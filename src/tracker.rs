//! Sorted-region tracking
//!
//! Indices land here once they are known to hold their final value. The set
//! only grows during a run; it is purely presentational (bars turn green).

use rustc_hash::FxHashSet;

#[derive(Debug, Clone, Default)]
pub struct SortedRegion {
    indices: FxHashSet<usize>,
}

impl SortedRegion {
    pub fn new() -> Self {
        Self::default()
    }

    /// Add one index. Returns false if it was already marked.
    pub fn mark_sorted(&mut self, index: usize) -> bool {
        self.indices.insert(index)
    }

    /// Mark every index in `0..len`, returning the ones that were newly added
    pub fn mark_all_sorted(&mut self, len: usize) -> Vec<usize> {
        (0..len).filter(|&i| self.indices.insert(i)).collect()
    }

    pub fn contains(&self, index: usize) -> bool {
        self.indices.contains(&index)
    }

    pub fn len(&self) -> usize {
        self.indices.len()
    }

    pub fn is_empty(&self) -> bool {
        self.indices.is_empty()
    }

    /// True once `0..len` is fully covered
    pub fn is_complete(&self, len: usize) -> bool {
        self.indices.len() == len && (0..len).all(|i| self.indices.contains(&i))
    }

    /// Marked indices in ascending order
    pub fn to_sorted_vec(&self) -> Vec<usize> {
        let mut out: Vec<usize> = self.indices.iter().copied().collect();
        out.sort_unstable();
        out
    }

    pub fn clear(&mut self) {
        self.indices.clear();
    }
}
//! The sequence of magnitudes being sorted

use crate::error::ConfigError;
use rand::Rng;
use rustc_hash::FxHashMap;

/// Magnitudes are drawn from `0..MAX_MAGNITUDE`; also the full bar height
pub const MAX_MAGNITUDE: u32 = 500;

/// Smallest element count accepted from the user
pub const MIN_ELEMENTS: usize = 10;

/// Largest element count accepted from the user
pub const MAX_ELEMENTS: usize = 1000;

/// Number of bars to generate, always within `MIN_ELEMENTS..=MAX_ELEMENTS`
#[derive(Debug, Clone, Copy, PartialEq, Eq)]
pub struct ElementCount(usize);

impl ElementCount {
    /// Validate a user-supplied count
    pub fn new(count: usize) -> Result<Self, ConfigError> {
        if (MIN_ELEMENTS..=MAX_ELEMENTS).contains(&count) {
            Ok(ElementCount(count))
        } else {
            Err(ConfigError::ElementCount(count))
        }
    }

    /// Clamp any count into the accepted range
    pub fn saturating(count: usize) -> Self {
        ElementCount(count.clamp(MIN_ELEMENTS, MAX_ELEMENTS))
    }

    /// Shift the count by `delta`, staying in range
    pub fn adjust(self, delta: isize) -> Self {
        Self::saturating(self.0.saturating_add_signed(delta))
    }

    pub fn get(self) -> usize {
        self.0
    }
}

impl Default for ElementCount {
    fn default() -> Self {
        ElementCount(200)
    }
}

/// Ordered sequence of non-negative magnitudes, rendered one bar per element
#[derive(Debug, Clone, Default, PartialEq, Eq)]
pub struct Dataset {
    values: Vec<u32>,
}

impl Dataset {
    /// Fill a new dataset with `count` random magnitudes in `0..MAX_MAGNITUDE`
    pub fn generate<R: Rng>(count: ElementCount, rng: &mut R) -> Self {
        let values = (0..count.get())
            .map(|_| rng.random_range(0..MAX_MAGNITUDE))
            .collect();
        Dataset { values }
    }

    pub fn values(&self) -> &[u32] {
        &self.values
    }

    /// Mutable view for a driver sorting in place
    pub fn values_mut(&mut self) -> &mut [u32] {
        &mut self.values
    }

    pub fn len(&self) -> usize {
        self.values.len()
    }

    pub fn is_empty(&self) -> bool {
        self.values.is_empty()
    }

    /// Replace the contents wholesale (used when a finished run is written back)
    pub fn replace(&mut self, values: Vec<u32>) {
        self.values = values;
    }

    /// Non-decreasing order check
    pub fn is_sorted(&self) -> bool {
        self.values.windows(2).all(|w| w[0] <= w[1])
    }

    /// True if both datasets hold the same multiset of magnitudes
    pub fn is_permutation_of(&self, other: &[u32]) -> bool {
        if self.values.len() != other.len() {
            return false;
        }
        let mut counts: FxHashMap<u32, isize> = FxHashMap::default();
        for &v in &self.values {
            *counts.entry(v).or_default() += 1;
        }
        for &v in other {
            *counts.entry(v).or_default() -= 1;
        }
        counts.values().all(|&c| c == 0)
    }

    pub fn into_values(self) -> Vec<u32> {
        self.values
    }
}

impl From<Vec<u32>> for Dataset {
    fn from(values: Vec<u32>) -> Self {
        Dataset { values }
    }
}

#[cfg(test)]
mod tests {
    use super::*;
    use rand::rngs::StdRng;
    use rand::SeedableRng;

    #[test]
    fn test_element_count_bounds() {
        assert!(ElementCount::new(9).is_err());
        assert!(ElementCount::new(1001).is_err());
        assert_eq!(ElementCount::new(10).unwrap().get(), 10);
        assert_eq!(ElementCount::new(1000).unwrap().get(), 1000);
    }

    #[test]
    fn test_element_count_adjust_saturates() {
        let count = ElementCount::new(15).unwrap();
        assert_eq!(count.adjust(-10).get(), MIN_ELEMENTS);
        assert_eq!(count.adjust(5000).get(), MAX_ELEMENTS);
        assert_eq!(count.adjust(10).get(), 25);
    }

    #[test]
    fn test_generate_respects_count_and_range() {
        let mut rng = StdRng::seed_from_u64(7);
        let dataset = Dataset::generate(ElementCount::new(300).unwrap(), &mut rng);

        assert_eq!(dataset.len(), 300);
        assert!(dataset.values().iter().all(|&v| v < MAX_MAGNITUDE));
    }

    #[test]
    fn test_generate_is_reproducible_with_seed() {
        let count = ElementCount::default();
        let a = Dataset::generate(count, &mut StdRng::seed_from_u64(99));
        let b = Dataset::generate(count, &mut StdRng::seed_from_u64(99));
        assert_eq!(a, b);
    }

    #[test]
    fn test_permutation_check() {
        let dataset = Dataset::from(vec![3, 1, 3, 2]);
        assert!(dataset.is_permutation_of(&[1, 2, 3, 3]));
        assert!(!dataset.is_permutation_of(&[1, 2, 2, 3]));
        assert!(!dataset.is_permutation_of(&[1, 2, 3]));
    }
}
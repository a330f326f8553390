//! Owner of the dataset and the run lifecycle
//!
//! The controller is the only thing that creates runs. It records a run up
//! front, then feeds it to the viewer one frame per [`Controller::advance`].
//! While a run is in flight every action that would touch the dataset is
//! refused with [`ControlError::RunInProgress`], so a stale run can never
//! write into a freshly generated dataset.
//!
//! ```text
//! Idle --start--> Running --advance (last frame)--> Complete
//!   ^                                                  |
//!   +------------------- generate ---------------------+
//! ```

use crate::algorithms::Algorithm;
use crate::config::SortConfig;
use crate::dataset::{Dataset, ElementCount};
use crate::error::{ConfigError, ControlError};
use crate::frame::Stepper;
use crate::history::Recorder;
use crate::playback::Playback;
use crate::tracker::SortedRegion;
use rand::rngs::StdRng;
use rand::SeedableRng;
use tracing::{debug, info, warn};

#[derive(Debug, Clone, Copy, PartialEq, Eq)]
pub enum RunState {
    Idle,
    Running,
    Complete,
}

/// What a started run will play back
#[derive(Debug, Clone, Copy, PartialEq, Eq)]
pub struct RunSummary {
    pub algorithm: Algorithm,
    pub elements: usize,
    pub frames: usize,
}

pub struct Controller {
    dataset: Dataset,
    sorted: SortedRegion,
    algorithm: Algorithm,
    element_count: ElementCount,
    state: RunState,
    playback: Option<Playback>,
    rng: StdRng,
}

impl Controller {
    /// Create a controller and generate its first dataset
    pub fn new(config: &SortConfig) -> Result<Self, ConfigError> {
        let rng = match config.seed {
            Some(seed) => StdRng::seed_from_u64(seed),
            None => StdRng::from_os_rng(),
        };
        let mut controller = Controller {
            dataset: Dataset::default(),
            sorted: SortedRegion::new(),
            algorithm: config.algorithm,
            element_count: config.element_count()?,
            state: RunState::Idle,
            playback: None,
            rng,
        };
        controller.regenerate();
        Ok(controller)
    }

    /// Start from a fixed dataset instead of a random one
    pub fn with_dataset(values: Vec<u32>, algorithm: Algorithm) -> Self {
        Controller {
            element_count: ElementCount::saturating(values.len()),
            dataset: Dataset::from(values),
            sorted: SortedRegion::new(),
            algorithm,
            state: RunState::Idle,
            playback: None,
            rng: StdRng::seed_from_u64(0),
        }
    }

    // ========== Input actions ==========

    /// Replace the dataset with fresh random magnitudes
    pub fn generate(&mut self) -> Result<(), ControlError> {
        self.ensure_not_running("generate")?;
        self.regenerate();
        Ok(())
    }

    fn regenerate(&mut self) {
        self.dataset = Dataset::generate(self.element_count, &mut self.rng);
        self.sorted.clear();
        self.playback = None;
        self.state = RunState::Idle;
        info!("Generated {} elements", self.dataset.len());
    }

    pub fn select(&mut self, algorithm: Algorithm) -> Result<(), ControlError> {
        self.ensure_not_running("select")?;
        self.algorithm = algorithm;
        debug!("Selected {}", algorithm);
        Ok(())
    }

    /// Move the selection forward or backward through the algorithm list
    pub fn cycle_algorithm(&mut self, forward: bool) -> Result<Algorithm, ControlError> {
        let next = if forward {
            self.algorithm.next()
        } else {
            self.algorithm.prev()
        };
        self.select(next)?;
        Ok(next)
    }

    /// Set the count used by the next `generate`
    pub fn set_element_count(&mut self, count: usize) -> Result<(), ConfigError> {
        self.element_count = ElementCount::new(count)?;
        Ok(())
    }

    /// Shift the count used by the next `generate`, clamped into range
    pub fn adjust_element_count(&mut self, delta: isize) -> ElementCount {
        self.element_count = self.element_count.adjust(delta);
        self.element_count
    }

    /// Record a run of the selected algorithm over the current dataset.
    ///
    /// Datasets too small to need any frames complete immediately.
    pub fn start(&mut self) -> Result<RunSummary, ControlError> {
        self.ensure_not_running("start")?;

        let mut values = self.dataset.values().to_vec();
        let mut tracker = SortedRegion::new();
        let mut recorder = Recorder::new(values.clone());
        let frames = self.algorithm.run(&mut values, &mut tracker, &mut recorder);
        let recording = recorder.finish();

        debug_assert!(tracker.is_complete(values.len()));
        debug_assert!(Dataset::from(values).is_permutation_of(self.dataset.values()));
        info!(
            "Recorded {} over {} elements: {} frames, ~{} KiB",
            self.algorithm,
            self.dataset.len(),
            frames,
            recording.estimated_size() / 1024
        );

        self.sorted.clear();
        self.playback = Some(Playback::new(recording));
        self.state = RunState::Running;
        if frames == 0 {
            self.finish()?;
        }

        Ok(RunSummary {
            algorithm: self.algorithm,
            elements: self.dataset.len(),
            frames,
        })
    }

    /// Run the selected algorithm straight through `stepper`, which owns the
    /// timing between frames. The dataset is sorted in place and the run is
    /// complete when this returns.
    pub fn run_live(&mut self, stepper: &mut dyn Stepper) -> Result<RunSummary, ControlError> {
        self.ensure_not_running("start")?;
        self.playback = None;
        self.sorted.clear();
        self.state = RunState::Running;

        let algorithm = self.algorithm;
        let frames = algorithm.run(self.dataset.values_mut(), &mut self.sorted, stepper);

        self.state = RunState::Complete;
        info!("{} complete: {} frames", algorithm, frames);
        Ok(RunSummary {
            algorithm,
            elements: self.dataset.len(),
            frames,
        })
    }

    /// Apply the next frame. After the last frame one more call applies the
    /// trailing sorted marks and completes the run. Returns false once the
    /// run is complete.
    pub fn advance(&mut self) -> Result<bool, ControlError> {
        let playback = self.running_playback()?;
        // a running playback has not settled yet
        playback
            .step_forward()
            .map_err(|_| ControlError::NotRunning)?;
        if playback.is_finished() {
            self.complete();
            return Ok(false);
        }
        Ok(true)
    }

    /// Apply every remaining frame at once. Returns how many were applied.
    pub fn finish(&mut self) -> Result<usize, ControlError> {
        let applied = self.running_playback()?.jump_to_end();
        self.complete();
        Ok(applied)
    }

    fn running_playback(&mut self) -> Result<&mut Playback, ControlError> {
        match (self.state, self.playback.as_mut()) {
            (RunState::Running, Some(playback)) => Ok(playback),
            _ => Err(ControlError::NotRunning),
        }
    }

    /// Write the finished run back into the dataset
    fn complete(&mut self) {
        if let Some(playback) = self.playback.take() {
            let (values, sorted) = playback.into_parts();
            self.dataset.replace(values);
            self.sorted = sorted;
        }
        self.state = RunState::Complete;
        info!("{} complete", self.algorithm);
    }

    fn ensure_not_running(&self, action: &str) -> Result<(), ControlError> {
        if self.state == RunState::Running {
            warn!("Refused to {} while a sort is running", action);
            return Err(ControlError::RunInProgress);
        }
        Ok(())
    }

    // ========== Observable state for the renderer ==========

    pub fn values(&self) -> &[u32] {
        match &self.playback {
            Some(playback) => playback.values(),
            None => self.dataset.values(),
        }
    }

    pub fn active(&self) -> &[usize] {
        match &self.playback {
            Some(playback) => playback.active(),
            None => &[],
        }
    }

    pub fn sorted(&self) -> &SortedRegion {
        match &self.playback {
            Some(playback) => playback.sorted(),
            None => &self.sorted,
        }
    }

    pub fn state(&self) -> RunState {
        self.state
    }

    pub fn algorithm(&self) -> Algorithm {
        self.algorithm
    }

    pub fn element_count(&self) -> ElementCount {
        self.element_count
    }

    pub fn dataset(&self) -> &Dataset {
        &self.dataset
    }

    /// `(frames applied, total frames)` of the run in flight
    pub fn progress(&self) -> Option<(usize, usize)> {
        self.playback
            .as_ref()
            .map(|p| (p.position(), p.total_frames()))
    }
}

++++++

**What you need to do:**
Looking at the records above, state the number of lines where the word "RunState" occurs, and write nothing beyond it.

**Exercise solution:**
12